Exercise description: I would like the listing below retyped exactly, line by line.

<<<<

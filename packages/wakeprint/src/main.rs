//! wakeprint CLI binary

use std::{path::Path, sync::atomic::Ordering, time::Duration};

use anyhow::{Context, Result, bail};
use clap::Parser;
use env_logger::Env;
use log::{info, warn};

mod cli;
use cli::{ClassifierArgs, Cli, Commands};

use wakeprint::{
    Config, Listener, ListenerEvent, ListenerMetrics, MicrophoneSource, SharedTemplates,
    TemplateLoad, TemplateSave, TemplateSet, WavFileSource,
    audio::{AudioSource, input_device_names},
    enroll_files,
    vad::{EnergyClassifier, SpeechClassifier},
};

type Classifier = Box<dyn SpeechClassifier>;

fn main() -> Result<()> {
    env_logger::Builder::from_env(Env::default().default_filter_or("info")).init();

    let cli = Cli::parse();
    let mut config = match &cli.config {
        Some(p) => Config::load(p).with_context(|| format!("loading config {}", p.display()))?,
        None => Config::default(),
    };
    if let Some(s) = cli.severity {
        config.vad.severity = s.into();
    }

    match cli.command {
        Commands::Enroll(cmd) => enroll(&config, cmd),
        Commands::Listen(cmd) => listen(config, cmd),
        Commands::Score(cmd) => score(&config, cmd),
        Commands::ListDevices => list_devices(),
    }
}

fn make_classifier(args: &ClassifierArgs, sample_rate: u32) -> wakeprint::Result<Classifier> {
    match &args.silero {
        None => Ok(Box::new(EnergyClassifier::default())),
        Some(model) => silero(model, sample_rate),
    }
}

#[cfg(feature = "silero")]
fn silero(model: &Path, sample_rate: u32) -> wakeprint::Result<Classifier> {
    Ok(Box::new(wakeprint::vad::SileroClassifier::new(model, sample_rate)?))
}

#[cfg(not(feature = "silero"))]
fn silero(model: &Path, _sample_rate: u32) -> wakeprint::Result<Classifier> {
    Err(wakeprint::vad::VadError::ModelLoad(format!(
        "{}: built without the `silero` feature",
        model.display()
    ))
    .into())
}

fn load_templates(path: &Path) -> Result<TemplateSet> {
    let set = TemplateSet::load_from_file(path)
        .with_context(|| format!("loading templates {}", path.display()))?;
    if set.is_empty() {
        bail!("{} holds no templates; run `enroll` first", path.display());
    }
    info!("{} template(s) from {}", set.len(), path.display());
    Ok(set)
}

fn enroll(config: &Config, cmd: cli::EnrollCommand) -> Result<()> {
    let classifier = make_classifier(&cmd.classifier, config.audio.sample_rate)?;
    let set = enroll_files(config, classifier, &cmd.wavs).context("enrollment failed")?;
    set.save_to_file(&cmd.output)
        .with_context(|| format!("writing {}", cmd.output.display()))?;

    println!("{} template(s) written to {}", set.len(), cmd.output.display());
    match set.consistency(config.matcher.dtw_band) {
        Some(c) => {
            println!("consistency (min pairwise similarity): {c:.3}");
            let floor = config.matcher.min_dynamic_threshold + config.matcher.dynamic_threshold_margin;
            if c < floor {
                warn!("recordings disagree (consistency {c:.3} < {floor:.3}); consider re-recording");
            }
        }
        None => warn!("a single template cannot be checked for consistency; three are recommended"),
    }
    Ok(())
}

fn listen(config: Config, cmd: cli::ListenCommand) -> Result<()> {
    let templates = SharedTemplates::new(load_templates(&cmd.templates)?);
    let audio = config.audio.clone();
    let sample_rate = audio.sample_rate;
    let classifier = cmd.classifier.clone();
    let device = cmd.device.clone();

    let handle = Listener::spawn(
        config,
        move || make_classifier(&classifier, sample_rate),
        move || MicrophoneSource::open(device.as_deref(), &audio),
        templates,
    )
    .context("starting listener")?;

    let running = handle.running_flag();
    ctrlc::set_handler(move || running.store(false, Ordering::Release))
        .context("installing Ctrl-C handler")?;
    info!("listening; press Ctrl-C to stop");

    while handle.is_running() {
        match handle.events().recv_timeout(Duration::from_millis(200)) {
            Ok(ListenerEvent::Wake(d)) => {
                println!("WAKE  confidence {:.3} ({} hit(s))", d.confidence, d.hits);
            }
            Ok(ev) => log::debug!("{ev:?}"),
            Err(_) => {}
        }
    }

    let m = handle.metrics();
    info!(
        "frames {}, segments {}, wakes {}, rejections {}, avg match {} µs",
        ListenerMetrics::get(&m.frames_processed),
        ListenerMetrics::get(&m.segments_flushed),
        ListenerMetrics::get(&m.wakes),
        ListenerMetrics::get(&m.rejections),
        ListenerMetrics::get(&m.avg_match_time_us),
    );
    handle.stop().context("listener failed")?;
    Ok(())
}

fn score(config: &Config, cmd: cli::ScoreCommand) -> Result<()> {
    let templates = load_templates(&cmd.templates)?;
    let classifier = make_classifier(&cmd.classifier, config.audio.sample_rate)?;
    let mut listener = Listener::new(classifier, config)?;
    let mut source = WavFileSource::open(&cmd.wav, &config.audio, config.flush_tail_ms())
        .with_context(|| format!("opening {}", cmd.wav.display()))?;

    let frame_ms = config.frame_ms();
    let mut frame_no = 0usize;
    let mut wakes = 0usize;
    while let Some(frame) = source.read_frame()? {
        frame_no += 1;
        let Some(ev) = listener.process_frame(&frame, &templates) else {
            continue;
        };
        let at = frame_no as f32 * frame_ms / 1_000.0;
        match ev {
            ListenerEvent::Wake(d) => {
                wakes += 1;
                println!("{at:8.2}s  WAKE      confidence {:.3}", d.confidence);
            }
            ListenerEvent::Rejected(r) => println!("{at:8.2}s  rejected  {r}"),
            ListenerEvent::DroppedShort { speech_ms } => {
                println!("{at:8.2}s  dropped   {speech_ms:.0} ms of speech")
            }
        }
    }
    println!("{wakes} wake(s) in {}", cmd.wav.display());
    Ok(())
}

fn list_devices() -> Result<()> {
    println!("Available input devices:");
    for name in input_device_names()? {
        println!("  - {name}");
    }
    Ok(())
}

>>>>

Result for this exercise:
filename packages/wakeprint/src/main.rs
//! wakeprint CLI binary

use std::{path::Path, sync::atomic::Ordering, time::Duration};

use anyhow::{Context, Result, bail};
use clap::Parser;
use env_logger::Env;
use log::{info, warn};

mod cli;
use cli::{ClassifierArgs, Cli, Commands};

use wakeprint::{
    Config, Listener, ListenerEvent, ListenerMetrics, MicrophoneSource, SharedTemplates,
    TemplateLoad, TemplateSave, TemplateSet, WavFileSource,
    audio::{AudioSource, input_device_names},
    enroll_files,
    vad::{EnergyClassifier, SpeechClassifier},
};

type Classifier = Box<dyn SpeechClassifier>;

fn main() -> Result<()> {
    env_logger::Builder::from_env(Env::default().default_filter_or("info")).init();

    let cli = Cli::parse();
    let mut config = match &cli.config {
        Some(p) => Config::load(p).with_context(|| format!("loading config {}", p.display()))?,
        None => Config::default(),
    };
    if let Some(s) = cli.severity {
        config.vad.severity = s.into();
    }

    match cli.command {
        Commands::Enroll(cmd) => enroll(&config, cmd),
        Commands::Listen(cmd) => listen(config, cmd),
        Commands::Score(cmd) => score(&config, cmd),
        Commands::ListDevices => list_devices(),
    }
}

fn make_classifier(args: &ClassifierArgs, sample_rate: u32) -> wakeprint::Result<Classifier> {
    match &args.silero {
        None => Ok(Box::new(EnergyClassifier::default())),
        Some(model) => silero(model, sample_rate),
    }
}

#[cfg(feature = "silero")]
fn silero(model: &Path, sample_rate: u32) -> wakeprint::Result<Classifier> {
    Ok(Box::new(wakeprint::vad::SileroClassifier::new(model, sample_rate)?))
}

#[cfg(not(feature = "silero"))]
fn silero(model: &Path, _sample_rate: u32) -> wakeprint::Result<Classifier> {
    Err(wakeprint::vad::VadError::ModelLoad(format!(
        "{}: built without the `silero` feature",
        model.display()
    ))
    .into())
}

fn load_templates(path: &Path) -> Result<TemplateSet> {
    let set = TemplateSet::load_from_file(path)
        .with_context(|| format!("loading templates {}", path.display()))?;
    if set.is_empty() {
        bail!("{} holds no templates; run `enroll` first", path.display());
    }
    info!("{} template(s) from {}", set.len(), path.display());
    Ok(set)
}

fn enroll(config: &Config, cmd: cli::EnrollCommand) -> Result<()> {
    let classifier = make_classifier(&cmd.classifier, config.audio.sample_rate)?;
    let set = enroll_files(config, classifier, &cmd.wavs).context("enrollment failed")?;
    set.save_to_file(&cmd.output)
        .with_context(|| format!("writing {}", cmd.output.display()))?;

    println!("{} template(s) written to {}", set.len(), cmd.output.display());
    match set.consistency(config.matcher.dtw_band) {
        Some(c) => {
            println!("consistency (min pairwise similarity): {c:.3}");
            let floor = config.matcher.min_dynamic_threshold + config.matcher.dynamic_threshold_margin;
            if c < floor {
                warn!("recordings disagree (consistency {c:.3} < {floor:.3}); consider re-recording");
            }
        }
        None => warn!("a single template cannot be checked for consistency; three are recommended"),
    }
    Ok(())
}

fn listen(config: Config, cmd: cli::ListenCommand) -> Result<()> {
    let templates = SharedTemplates::new(load_templates(&cmd.templates)?);
    let audio = config.audio.clone();
    let sample_rate = audio.sample_rate;
    let classifier = cmd.classifier.clone();
    let device = cmd.device.clone();

    let handle = Listener::spawn(
        config,
        move || make_classifier(&classifier, sample_rate),
        move || MicrophoneSource::open(device.as_deref(), &audio),
        templates,
    )
    .context("starting listener")?;

    let running = handle.running_flag();
    ctrlc::set_handler(move || running.store(false, Ordering::Release))
        .context("installing Ctrl-C handler")?;
    info!("listening; press Ctrl-C to stop");

    while handle.is_running() {
        match handle.events().recv_timeout(Duration::from_millis(200)) {
            Ok(ListenerEvent::Wake(d)) => {
                println!("WAKE  confidence {:.3} ({} hit(s))", d.confidence, d.hits);
            }
            Ok(ev) => log::debug!("{ev:?}"),
            Err(_) => {}
        }
    }

    let m = handle.metrics();
    info!(
        "frames {}, segments {}, wakes {}, rejections {}, avg match {} µs",
        ListenerMetrics::get(&m.frames_processed),
        ListenerMetrics::get(&m.segments_flushed),
        ListenerMetrics::get(&m.wakes),
        ListenerMetrics::get(&m.rejections),
        ListenerMetrics::get(&m.avg_match_time_us),
    );
    handle.stop().context("listener failed")?;
    Ok(())
}

fn score(config: &Config, cmd: cli::ScoreCommand) -> Result<()> {
    let templates = load_templates(&cmd.templates)?;
    let classifier = make_classifier(&cmd.classifier, config.audio.sample_rate)?;
    let mut listener = Listener::new(classifier, config)?;
    let mut source = WavFileSource::open(&cmd.wav, &config.audio, config.flush_tail_ms())
        .with_context(|| format!("opening {}", cmd.wav.display()))?;

    let frame_ms = config.frame_ms();
    let mut frame_no = 0usize;
    let mut wakes = 0usize;
    while let Some(frame) = source.read_frame()? {
        frame_no += 1;
        let Some(ev) = listener.process_frame(&frame, &templates) else {
            continue;
        };
        let at = frame_no as f32 * frame_ms / 1_000.0;
        match ev {
            ListenerEvent::Wake(d) => {
                wakes += 1;
                println!("{at:8.2}s  WAKE      confidence {:.3}", d.confidence);
            }
            ListenerEvent::Rejected(r) => println!("{at:8.2}s  rejected  {r}"),
            ListenerEvent::DroppedShort { speech_ms } => {
                println!("{at:8.2}s  dropped   {speech_ms:.0} ms of speech")
            }
        }
    }
    println!("{wakes} wake(s) in {}", cmd.wav.display());
    Ok(())
}

fn list_devices() -> Result<()> {
    println!("Available input devices:");
    for name in input_device_names()? {
        println!("  - {name}");
    }
    Ok(())
}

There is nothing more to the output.